◆ INSTRUCTIONS FOR THE TASK: From the records below, copy out exactly the lines from the one containing "Minimum downward displacement" to the one containing "let boundary = config.boundary;", both included. Add nothing else.
---
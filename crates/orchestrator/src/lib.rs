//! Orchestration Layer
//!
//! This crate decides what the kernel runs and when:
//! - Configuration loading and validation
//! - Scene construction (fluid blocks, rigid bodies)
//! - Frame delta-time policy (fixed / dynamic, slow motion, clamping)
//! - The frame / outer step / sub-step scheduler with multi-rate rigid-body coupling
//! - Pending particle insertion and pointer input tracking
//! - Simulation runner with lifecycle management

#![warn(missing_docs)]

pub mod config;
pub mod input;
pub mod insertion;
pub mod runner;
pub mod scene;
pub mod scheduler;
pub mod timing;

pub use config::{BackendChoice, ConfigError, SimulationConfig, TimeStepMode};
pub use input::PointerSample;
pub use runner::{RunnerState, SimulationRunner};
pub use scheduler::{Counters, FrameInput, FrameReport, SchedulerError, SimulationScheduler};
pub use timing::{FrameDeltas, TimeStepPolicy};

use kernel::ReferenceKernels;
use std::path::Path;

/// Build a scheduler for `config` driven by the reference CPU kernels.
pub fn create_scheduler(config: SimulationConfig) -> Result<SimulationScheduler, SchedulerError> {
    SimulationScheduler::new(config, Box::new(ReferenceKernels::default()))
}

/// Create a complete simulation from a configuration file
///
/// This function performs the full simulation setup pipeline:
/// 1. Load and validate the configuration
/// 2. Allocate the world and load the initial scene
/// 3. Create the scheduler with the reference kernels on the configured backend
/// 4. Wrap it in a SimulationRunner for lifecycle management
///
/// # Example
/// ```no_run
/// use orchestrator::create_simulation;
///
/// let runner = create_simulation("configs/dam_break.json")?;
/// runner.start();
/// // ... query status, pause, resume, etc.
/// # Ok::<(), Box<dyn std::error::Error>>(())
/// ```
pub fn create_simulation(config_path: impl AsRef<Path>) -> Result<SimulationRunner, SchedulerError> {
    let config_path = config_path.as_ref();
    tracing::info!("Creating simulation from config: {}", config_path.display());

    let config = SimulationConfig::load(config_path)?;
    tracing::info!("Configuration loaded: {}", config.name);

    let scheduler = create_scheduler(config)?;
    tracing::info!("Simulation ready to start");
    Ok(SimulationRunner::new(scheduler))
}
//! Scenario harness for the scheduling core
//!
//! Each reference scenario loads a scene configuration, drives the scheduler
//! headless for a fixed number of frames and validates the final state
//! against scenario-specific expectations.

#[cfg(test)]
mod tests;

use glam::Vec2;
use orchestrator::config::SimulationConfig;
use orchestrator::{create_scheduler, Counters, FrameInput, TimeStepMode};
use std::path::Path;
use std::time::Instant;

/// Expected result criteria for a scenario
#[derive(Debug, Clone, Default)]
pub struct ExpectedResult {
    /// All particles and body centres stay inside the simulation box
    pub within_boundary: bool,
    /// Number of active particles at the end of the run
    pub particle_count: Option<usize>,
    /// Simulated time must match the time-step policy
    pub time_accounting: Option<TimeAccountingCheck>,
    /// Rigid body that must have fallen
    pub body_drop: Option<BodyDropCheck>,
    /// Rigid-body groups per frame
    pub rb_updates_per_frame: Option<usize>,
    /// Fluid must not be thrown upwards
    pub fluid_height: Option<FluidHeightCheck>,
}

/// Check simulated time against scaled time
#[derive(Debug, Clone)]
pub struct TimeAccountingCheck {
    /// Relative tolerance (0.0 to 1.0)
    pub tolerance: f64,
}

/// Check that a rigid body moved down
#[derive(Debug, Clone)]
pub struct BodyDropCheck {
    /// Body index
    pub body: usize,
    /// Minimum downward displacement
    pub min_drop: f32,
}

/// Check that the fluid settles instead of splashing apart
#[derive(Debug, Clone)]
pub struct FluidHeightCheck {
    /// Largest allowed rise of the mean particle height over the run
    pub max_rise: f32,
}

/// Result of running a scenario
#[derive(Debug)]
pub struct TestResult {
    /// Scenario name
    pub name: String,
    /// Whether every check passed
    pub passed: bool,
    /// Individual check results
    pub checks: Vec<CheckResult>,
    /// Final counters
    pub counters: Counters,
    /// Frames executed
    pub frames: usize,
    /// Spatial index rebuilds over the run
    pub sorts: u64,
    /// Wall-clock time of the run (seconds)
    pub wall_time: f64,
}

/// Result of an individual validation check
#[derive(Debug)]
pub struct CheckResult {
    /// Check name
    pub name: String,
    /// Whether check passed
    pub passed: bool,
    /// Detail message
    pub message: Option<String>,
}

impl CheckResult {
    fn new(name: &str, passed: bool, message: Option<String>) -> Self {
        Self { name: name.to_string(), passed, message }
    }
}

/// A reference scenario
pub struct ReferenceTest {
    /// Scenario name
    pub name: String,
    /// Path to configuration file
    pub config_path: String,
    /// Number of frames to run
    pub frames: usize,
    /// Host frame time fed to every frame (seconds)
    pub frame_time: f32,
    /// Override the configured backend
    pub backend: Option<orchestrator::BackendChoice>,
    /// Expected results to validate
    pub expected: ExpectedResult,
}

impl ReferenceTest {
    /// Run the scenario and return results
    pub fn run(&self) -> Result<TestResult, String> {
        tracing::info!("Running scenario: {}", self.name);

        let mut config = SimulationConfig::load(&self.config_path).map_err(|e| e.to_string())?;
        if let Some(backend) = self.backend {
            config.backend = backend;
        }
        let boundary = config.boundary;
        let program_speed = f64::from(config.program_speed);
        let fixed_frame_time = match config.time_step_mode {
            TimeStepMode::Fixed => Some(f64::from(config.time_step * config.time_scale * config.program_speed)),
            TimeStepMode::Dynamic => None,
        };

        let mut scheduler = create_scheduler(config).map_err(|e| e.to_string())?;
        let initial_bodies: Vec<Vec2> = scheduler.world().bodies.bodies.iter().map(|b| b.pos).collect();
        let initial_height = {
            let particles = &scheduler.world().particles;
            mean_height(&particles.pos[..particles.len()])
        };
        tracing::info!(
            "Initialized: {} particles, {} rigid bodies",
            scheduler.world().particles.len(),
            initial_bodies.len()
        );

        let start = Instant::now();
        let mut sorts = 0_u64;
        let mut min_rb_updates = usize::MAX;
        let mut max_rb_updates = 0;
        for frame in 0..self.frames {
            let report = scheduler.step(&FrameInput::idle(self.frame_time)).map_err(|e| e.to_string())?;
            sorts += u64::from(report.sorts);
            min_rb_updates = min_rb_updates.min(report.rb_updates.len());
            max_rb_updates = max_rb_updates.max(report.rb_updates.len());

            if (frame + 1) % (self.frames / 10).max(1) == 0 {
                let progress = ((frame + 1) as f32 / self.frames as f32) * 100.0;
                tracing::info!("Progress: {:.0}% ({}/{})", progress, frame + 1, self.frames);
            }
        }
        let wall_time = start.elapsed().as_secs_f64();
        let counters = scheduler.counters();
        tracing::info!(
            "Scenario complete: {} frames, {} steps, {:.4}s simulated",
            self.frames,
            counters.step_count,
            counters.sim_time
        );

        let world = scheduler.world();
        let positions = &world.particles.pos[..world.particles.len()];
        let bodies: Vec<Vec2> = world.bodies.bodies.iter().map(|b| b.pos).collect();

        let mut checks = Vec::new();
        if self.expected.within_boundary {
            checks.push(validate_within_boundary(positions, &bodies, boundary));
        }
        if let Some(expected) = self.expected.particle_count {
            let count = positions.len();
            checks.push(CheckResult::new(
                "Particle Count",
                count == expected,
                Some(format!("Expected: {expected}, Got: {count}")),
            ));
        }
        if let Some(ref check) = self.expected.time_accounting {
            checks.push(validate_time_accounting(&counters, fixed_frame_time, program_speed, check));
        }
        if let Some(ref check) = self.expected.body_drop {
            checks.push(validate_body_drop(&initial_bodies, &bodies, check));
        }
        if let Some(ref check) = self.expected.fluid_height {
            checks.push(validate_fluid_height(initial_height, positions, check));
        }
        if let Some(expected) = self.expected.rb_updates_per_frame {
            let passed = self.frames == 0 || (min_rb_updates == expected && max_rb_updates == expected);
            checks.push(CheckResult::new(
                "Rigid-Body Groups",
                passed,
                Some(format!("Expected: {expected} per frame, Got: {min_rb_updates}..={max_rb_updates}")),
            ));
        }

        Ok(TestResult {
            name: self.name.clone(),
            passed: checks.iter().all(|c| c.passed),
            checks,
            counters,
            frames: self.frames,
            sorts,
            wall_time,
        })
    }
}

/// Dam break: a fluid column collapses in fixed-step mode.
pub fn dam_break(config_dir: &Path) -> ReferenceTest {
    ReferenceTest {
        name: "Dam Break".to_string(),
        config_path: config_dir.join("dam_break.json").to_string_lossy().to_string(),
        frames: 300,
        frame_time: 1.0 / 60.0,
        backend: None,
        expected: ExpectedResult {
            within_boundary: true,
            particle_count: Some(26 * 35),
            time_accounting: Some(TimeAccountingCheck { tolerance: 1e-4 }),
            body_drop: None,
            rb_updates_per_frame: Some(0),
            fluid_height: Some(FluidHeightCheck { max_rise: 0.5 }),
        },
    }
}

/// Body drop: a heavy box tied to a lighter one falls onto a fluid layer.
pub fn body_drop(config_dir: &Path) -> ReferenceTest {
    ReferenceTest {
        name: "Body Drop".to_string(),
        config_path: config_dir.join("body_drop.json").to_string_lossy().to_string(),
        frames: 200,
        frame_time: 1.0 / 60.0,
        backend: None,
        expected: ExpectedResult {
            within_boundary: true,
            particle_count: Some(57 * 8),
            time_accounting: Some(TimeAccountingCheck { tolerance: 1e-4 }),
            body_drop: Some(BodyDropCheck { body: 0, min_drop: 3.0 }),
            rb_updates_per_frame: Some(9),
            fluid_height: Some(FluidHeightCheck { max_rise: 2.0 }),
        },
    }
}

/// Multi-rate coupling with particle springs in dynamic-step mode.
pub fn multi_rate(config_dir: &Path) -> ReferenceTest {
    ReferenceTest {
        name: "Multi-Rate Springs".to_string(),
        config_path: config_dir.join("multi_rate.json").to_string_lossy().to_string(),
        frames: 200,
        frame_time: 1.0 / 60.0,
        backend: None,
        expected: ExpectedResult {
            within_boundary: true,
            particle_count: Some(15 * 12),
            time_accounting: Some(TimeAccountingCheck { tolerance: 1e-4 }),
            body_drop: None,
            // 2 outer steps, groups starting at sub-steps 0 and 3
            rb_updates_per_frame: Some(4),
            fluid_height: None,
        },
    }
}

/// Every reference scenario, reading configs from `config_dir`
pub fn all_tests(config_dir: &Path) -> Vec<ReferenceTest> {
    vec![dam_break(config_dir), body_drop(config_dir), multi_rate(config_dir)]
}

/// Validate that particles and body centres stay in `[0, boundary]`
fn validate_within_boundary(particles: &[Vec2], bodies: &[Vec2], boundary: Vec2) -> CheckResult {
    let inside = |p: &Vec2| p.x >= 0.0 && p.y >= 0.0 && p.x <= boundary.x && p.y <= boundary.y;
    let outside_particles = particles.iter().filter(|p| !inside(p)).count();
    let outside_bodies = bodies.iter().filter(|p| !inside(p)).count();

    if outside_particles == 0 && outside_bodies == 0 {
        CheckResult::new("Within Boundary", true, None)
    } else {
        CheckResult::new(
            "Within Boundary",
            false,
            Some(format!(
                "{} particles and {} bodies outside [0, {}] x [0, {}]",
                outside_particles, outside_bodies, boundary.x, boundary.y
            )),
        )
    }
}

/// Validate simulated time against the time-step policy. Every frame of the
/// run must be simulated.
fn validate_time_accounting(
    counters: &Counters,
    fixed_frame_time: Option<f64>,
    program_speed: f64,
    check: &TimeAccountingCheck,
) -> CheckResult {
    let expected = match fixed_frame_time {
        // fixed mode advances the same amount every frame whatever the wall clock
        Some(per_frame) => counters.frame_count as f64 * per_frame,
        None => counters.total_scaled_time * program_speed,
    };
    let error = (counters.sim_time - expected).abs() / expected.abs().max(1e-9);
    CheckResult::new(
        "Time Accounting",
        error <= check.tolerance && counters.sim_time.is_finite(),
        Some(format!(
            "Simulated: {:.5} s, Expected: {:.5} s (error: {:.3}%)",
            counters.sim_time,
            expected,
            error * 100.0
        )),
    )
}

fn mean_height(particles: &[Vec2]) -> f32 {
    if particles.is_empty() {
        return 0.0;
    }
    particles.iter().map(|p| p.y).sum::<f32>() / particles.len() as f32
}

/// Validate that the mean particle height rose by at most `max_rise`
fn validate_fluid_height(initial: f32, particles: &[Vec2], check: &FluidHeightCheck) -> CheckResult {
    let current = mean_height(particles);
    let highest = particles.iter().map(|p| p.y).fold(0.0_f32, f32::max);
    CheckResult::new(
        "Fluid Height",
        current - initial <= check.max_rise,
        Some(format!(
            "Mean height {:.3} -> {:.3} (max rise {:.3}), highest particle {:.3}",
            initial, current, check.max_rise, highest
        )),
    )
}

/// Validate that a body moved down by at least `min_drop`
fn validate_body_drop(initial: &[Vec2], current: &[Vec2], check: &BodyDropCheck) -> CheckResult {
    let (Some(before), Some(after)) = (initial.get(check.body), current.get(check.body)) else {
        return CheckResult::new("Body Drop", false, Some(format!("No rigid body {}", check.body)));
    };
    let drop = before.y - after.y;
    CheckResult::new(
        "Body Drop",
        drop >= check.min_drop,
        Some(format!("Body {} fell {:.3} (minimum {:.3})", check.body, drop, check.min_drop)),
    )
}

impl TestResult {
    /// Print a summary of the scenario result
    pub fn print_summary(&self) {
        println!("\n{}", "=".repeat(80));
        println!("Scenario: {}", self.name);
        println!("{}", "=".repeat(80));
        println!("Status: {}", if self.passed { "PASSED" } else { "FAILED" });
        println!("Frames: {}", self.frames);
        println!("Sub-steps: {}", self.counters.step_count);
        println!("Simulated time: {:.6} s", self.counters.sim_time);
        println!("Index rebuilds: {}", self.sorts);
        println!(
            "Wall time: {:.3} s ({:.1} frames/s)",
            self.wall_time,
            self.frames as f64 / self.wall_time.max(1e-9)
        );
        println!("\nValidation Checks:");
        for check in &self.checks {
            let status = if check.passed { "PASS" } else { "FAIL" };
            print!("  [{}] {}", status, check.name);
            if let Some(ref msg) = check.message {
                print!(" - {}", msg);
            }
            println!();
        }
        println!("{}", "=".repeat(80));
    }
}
---
◆ RESULT BELOW:
    /// Minimum downward displacement
    pub min_drop: f32,
}

/// Check that the fluid settles instead of splashing apart
#[derive(Debug, Clone)]
pub struct FluidHeightCheck {
    /// Largest allowed rise of the mean particle height over the run
    pub max_rise: f32,
}

/// Result of running a scenario
#[derive(Debug)]
pub struct TestResult {
    /// Scenario name
    pub name: String,
    /// Whether every check passed
    pub passed: bool,
    /// Individual check results
    pub checks: Vec<CheckResult>,
    /// Final counters
    pub counters: Counters,
    /// Frames executed
    pub frames: usize,
    /// Spatial index rebuilds over the run
    pub sorts: u64,
    /// Wall-clock time of the run (seconds)
    pub wall_time: f64,
}

/// Result of an individual validation check
#[derive(Debug)]
pub struct CheckResult {
    /// Check name
    pub name: String,
    /// Whether check passed
    pub passed: bool,
    /// Detail message
    pub message: Option<String>,
}

impl CheckResult {
    fn new(name: &str, passed: bool, message: Option<String>) -> Self {
        Self { name: name.to_string(), passed, message }
    }
}

/// A reference scenario
pub struct ReferenceTest {
    /// Scenario name
    pub name: String,
    /// Path to configuration file
    pub config_path: String,
    /// Number of frames to run
    pub frames: usize,
    /// Host frame time fed to every frame (seconds)
    pub frame_time: f32,
    /// Override the configured backend
    pub backend: Option<orchestrator::BackendChoice>,
    /// Expected results to validate
    pub expected: ExpectedResult,
}

impl ReferenceTest {
    /// Run the scenario and return results
    pub fn run(&self) -> Result<TestResult, String> {
        tracing::info!("Running scenario: {}", self.name);

        let mut config = SimulationConfig::load(&self.config_path).map_err(|e| e.to_string())?;
        if let Some(backend) = self.backend {
            config.backend = backend;
        }
        let boundary = config.boundary;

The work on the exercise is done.